Intellectual Honesty

(BYU Graduate School Convocation)

We have come to that moment which the program denominates as a “charge to the graduates.” The root and original meaning of the word “charge” is “to lay a burden upon” something. How interesting that the “charge” most of us experience today is the charge card, the rationale for which is to relieve us of the burden of immediate payment. But the historic meaning penetrates this pleasant illusion of burdenlessness and we discover that to postpone a burden is not to escape it but to enlarge it.

As is is with charges, so it is with intellect. Intellect, the realm of words and ideas, has its own proper burdens. If these burdens are borne with intelligence and grace, they become the works that ennoble and exalt. But if the burdens of intellect are shunned or postponed, for whatever pleasant illusion, they become stumbling blocks that lead only to misery and degradation. I would then speak to you of intellectual honesty.

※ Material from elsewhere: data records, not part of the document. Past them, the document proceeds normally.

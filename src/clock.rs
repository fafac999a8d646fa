//! Injectable wall-clock source for expiry and scoring.

use chrono::{DateTime, Duration, Utc};
use std::sync::{Arc, Mutex, PoisonError};
use tracing::{debug, instrument};

/// Source of the current time.
pub trait Clock: Send + Sync + std::fmt::Debug {
    /// Returns the current instant.
    fn now(&self) -> DateTime<Utc>;
}

/// Reads the system clock.
#[derive(Debug, Clone, Copy, Default)]
pub struct SystemClock;

impl Clock for SystemClock {
    fn now(&self) -> DateTime<Utc> {
        Utc::now()
    }
}

/// Hand-driven clock. Clones share the same instant.
#[derive(Debug, Clone)]
pub struct ManualClock {
    now: Arc<Mutex<DateTime<Utc>>>,
}

impl ManualClock {
    /// Creates a clock frozen at `start`.
    #[instrument]
    pub fn new(start: DateTime<Utc>) -> Self {
        Self {
            now: Arc::new(Mutex::new(start)),
        }
    }

    /// Moves the clock forward by `by`.
    #[instrument(skip(self))]
    pub fn advance(&self, by: Duration) {
        let mut now = self.now.lock().unwrap_or_else(PoisonError::into_inner);
        *now += by;
        debug!(now = %*now, "Manual clock advanced");
    }

    /// Jumps the clock to `to`.
    #[instrument(skip(self))]
    pub fn set(&self, to: DateTime<Utc>) {
        *self.now.lock().unwrap_or_else(PoisonError::into_inner) = to;
    }
}

impl Clock for ManualClock {
    fn now(&self) -> DateTime<Utc> {
        *self.now.lock().unwrap_or_else(PoisonError::into_inner)
    }
}
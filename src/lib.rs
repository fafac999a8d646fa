//! Pictionary library - word-guessing game with AI-generated drawings
//!
//! A player is shown a drawing of a secret word and has a limited number of
//! attempts and a time limit to guess it. Hints get more revealing as
//! attempts run out, and a win scores more the faster and earlier it comes.
//!
//! # Architecture
//!
//! - **Game**: pure session state machine, hints and scoring
//! - **Engine**: create / state / guess / history against injected collaborators
//! - **Store**: versioned game persistence (in-memory or diesel/SQLite)
//! - **Drawing**: LLM-generated SVG with a placeholder fallback
//! - **Server**: axum HTTP API
//!
//! # Example
//!
//! ```no_run
//! use std::sync::Arc;
//! use pictionary::{GameEngine, MemoryGameStore, PlaceholderDrawing};
//!
//! # async fn example() -> anyhow::Result<()> {
//! let engine = GameEngine::new(
//!     Arc::new(MemoryGameStore::new()),
//!     Arc::new(PlaceholderDrawing::default()),
//! );
//! let game = engine.create_game().await?;
//! let outcome = engine.submit_guess(&game.game_id, "cat").await?;
//! println!("{}", outcome.message);
//! # Ok(())
//! # }
//! ```

#![warn(missing_docs)]
#![forbid(unsafe_code)]

// Private module declarations
mod client;
mod clock;
mod config;
mod db;
mod drawing;
mod engine;
mod game;
mod hints;
mod llm_client;
mod scoring;
mod server;
mod store;
mod views;
mod words;

// Crate-level exports - Game model
pub use game::{
    DEFAULT_MAX_ATTEMPTS, DEFAULT_TIME_LIMIT_SECS, GameId, GameSession, GameSettings, GameStatus,
    GuessEntry, GuessRejection, GuessVerdict, Rendering,
};
pub use hints::hint;
pub use scoring::{ATTEMPT_PENALTY, BASE_SCORE, MIN_SCORE, score};
pub use words::{CatalogWords, Category, FixedWord, GAME_WORDS, WordPicker, category_of, pick_random_word};

// Crate-level exports - Engine and views
pub use clock::{Clock, ManualClock, SystemClock};
pub use engine::{GameEngine, GameError};
pub use views::{GameStateView, GuessResponse, HistoryView, NewGameView};

// Crate-level exports - Persistence
pub use db::{DbError, GameRepository, UpdateOutcome};
pub use store::{GameStore, GameUpdate, MemoryGameStore, StoreError};

// Crate-level exports - Drawing and LLM client
pub use drawing::{
    DrawingOptions, DrawingProvider, LlmDrawingProvider, PlaceholderDrawing, ensure_svg_root,
    placeholder_svg,
};
pub use llm_client::{LlmClient, LlmConfig, LlmError, LlmProvider};

// Crate-level exports - Configuration
pub use config::{
    AppConfig, ConfigError, DatabaseSection, DrawingBackend, DrawingSection, GameSection,
    ServerSection,
};

// Crate-level exports - HTTP
pub use client::{GameClient, run_play};
pub use server::{
    AppState, ErrorResponse, GuessRequest, HealthResponse, SERVICE_TITLE, router, serve,
};
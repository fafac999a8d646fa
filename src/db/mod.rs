//! Database persistence layer for game sessions and guess history.

mod error;
mod models;
mod repository;
mod schema; // Diesel generated schema - internal use only

pub use error::DbError;
pub use models::{GameChangeset, GameRow, GuessRow, NewGuessRow};
pub use repository::{GameRepository, UpdateOutcome};
//! Chat-completion client for OpenAI-compatible and Anthropic endpoints.

use async_openai::{
    Client as OpenAIClient,
    config::OpenAIConfig,
    types::chat::{
        ChatCompletionRequestMessage, ChatCompletionRequestSystemMessageArgs,
        ChatCompletionRequestUserMessageArgs, CreateChatCompletionRequestArgs,
    },
};
use derive_getters::Getters;
use derive_more::{Display, Error};
use serde::{Deserialize, Serialize};
use tracing::{debug, error, info, instrument};

const ANTHROPIC_MESSAGES_URL: &str = "https://api.anthropic.com/v1/messages";
const ANTHROPIC_VERSION: &str = "2023-06-01";

/// LLM provider selection.
#[derive(Debug, Clone, Copy, PartialEq, Eq, Hash, Serialize, Deserialize)]
#[serde(rename_all = "lowercase")]
pub enum LlmProvider {
    /// OpenAI (GPT models) or any OpenAI-compatible gateway.
    OpenAI,
    /// Anthropic (Claude models).
    Anthropic,
}

/// Configuration for the LLM client.
#[derive(Clone, Getters)]
pub struct LlmConfig {
    provider: LlmProvider,
    #[getter(skip)]
    api_key: String,
    model: String,
    max_tokens: u32,
    temperature: f32,
    /// Overrides the OpenAI API base, e.g. for an AI gateway.
    base_url: Option<String>,
}

impl std::fmt::Debug for LlmConfig {
    fn fmt(&self, f: &mut std::fmt::Formatter<'_>) -> std::fmt::Result {
        f.debug_struct("LlmConfig")
            .field("provider", &self.provider)
            .field("api_key", &"<redacted>")
            .field("model", &self.model)
            .field("max_tokens", &self.max_tokens)
            .field("temperature", &self.temperature)
            .field("base_url", &self.base_url)
            .finish()
    }
}

impl LlmConfig {
    /// Creates a new LLM configuration.
    #[instrument(skip(api_key), fields(provider = ?provider, model = %model))]
    pub fn new(
        provider: LlmProvider,
        api_key: String,
        model: String,
        max_tokens: u32,
        temperature: f32,
    ) -> Self {
        debug!("Creating LLM config");
        Self {
            provider,
            api_key,
            model,
            max_tokens,
            temperature,
            base_url: None,
        }
    }

    /// Routes OpenAI requests through `base_url`.
    #[instrument(skip(self))]
    pub fn with_base_url(mut self, base_url: Option<String>) -> Self {
        self.base_url = base_url;
        self
    }
}

/// LLM client that abstracts over multiple providers.
#[derive(Debug, Clone)]
pub struct LlmClient {
    config: LlmConfig,
    http: reqwest::Client,
}

impl LlmClient {
    /// Creates a new LLM client.
    #[instrument(skip(config), fields(provider = ?config.provider()))]
    pub fn new(config: LlmConfig) -> Self {
        info!("Creating LLM client");
        Self {
            config,
            http: reqwest::Client::new(),
        }
    }

    /// Returns the client configuration.
    pub fn config(&self) -> &LlmConfig {
        &self.config
    }

    /// Generates a completion from a system prompt and user message.
    #[instrument(skip(self, system_prompt, user_message), fields(provider = ?self.config.provider, model = %self.config.model))]
    pub async fn generate(&self, system_prompt: &str, user_message: &str) -> Result<String, LlmError> {
        debug!("Generating completion");
        match self.config.provider {
            LlmProvider::OpenAI => self.generate_openai(system_prompt, user_message).await,
            LlmProvider::Anthropic => self.generate_anthropic(system_prompt, user_message).await,
        }
    }

    /// Generates a completion using Anthropic Claude.
    #[instrument(skip(self, system_prompt, user_message))]
    async fn generate_anthropic(
        &self,
        system_prompt: &str,
        user_message: &str,
    ) -> Result<String, LlmError> {
        let request_body = serde_json::json!({
            "model": self.config.model,
            "max_tokens": self.config.max_tokens,
            "temperature": self.config.temperature,
            "system": system_prompt,
            "messages": [
                {
                    "role": "user",
                    "content": user_message
                }
            ]
        });

        debug!("Sending request to Anthropic");
        let response = self
            .http
            .post(ANTHROPIC_MESSAGES_URL)
            .header("x-api-key", self.config.api_key.clone())
            .header("anthropic-version", ANTHROPIC_VERSION)
            .header("content-type", "application/json")
            .json(&request_body)
            .send()
            .await
            .map_err(|e| LlmError::new(format!("Anthropic API request failed: {}", e)))?;

        let status = response.status();
        let response_text = response
            .text()
            .await
            .map_err(|e| LlmError::new(format!("Failed to read response: {}", e)))?;

        if !status.is_success() {
            error!(status = %status, response = %response_text, "Anthropic API error");
            return Err(LlmError::new(format!(
                "Anthropic API error {}: {}",
                status, response_text
            )));
        }

        let response_json: serde_json::Value = serde_json::from_str(&response_text)
            .map_err(|e| LlmError::new(format!("Failed to parse response: {}", e)))?;

        let content = response_json["content"][0]["text"]
            .as_str()
            .ok_or_else(|| LlmError::new("No text content in Anthropic response".to_string()))?
            .to_string();

        info!(content_length = content.len(), "Generated completion");
        Ok(content)
    }

    /// Generates a completion using OpenAI.
    #[instrument(skip(self, system_prompt, user_message))]
    async fn generate_openai(
        &self,
        system_prompt: &str,
        user_message: &str,
    ) -> Result<String, LlmError> {
        let mut openai_config = OpenAIConfig::new().with_api_key(self.config.api_key.clone());
        if let Some(base_url) = &self.config.base_url {
            debug!(base_url = %base_url, "Using custom API base");
            openai_config = openai_config.with_api_base(base_url.clone());
        }
        let client = OpenAIClient::with_config(openai_config);

        let messages = vec![
            ChatCompletionRequestMessage::System(
                ChatCompletionRequestSystemMessageArgs::default()
                    .content(system_prompt)
                    .build()
                    .map_err(|e| LlmError::new(format!("Failed to build system message: {}", e)))?,
            ),
            ChatCompletionRequestMessage::User(
                ChatCompletionRequestUserMessageArgs::default()
                    .content(user_message)
                    .build()
                    .map_err(|e| LlmError::new(format!("Failed to build user message: {}", e)))?,
            ),
        ];

        let request = CreateChatCompletionRequestArgs::default()
            .model(&self.config.model)
            .messages(messages)
            .max_tokens(self.config.max_tokens)
            .temperature(self.config.temperature)
            .build()
            .map_err(|e| LlmError::new(format!("Failed to build request: {}", e)))?;

        debug!("Sending request to OpenAI");
        let response = client
            .chat()
            .create(request)
            .await
            .map_err(|e| LlmError::new(format!("OpenAI API error: {}", e)))?;

        let content = response
            .choices
            .first()
            .and_then(|choice| choice.message.content.clone())
            .ok_or_else(|| LlmError::new("No content in OpenAI response".to_string()))?;

        info!(content_length = content.len(), "Generated completion");
        Ok(content)
    }
}

/// LLM client error.
#[derive(Debug, Clone, Display, Error)]
#[display("LLM error: {} at {}:{}", message, file, line)]
pub struct LlmError {
    /// Error message.
    pub message: String,
    /// Line number where error occurred.
    pub line: u32,
    /// Source file where error occurred.
    pub file: &'static str,
}

impl LlmError {
    /// Creates a new LLM error.
    #[track_caller]
    #[instrument(skip(message))]
    pub fn new(message: String) -> Self {
        let loc = std::panic::Location::caller();
        error!(error_message = %message, "LLM error created");
        Self {
            message,
            line: loc.line(),
            file: loc.file(),
        }
    }
}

To be an honest person is a burden. It is strenuous labor, the most difficult that I know and especially so in the realm of intellect. I admit that most people do not find honesty to be a burden. That is because they are not honest persons. When I say “to be an honest person,” I do not mean being honest “most of the time” or “when convenient.” People who are honest most of the time or when convenient are honest on those occasions by accident; honesty just happens to coincide with the way they are going. To be an honest person is to be honest in all things, at all times, with all people and in all circumstances. That is an accomplishment which but few men have ever attained.

But if honesty is a burden, be it also noted what great works are fulfilled by those who fully shoulder this burden. The mention of one of these works must suffice here. The greatest need in the world, as many have noted, is love. But what is needed is not the idea of love, nor the hope for it, nor the disposition to desire it or give it. What is needed is that pure, selfless love which blesses and uplifts those whom it touches. Love can be pure, selfless and beneficent only in one who is an honest person. Let us further examine that connection between pure love and pure honesty.

Honesty is the ability to discern reality as it is and describe it correctly in symbols. The reality one must discern is both himself and the rest of the universe. The description he gives must be “true;” it must correctly represent things as they are, as they were, and as they are to come.

Pure love is the ability to bless people. It is to act towards another in a manner that deliberately contributes to the happiness of that individual, and to act that way consistently. Happiness is not a thing of one moment. We would not count a person happy who, though delighted at the moment by the fulfillment of his greatest desire, was at the next moment to be wrenched from fulfillment to be in pain and misery for the remainder of existence. Nor could love be pure if it did not countenance and contribute to the happiness of total existence.

Love then is the meeting of real needs, the affecting of the reality of our fellow beings through time. Since we cannot meet needs without discerning correctly both those needs and our own ability to assist, honesty becomes a prerequisite to pure love, a necessary though not a sufficient condition.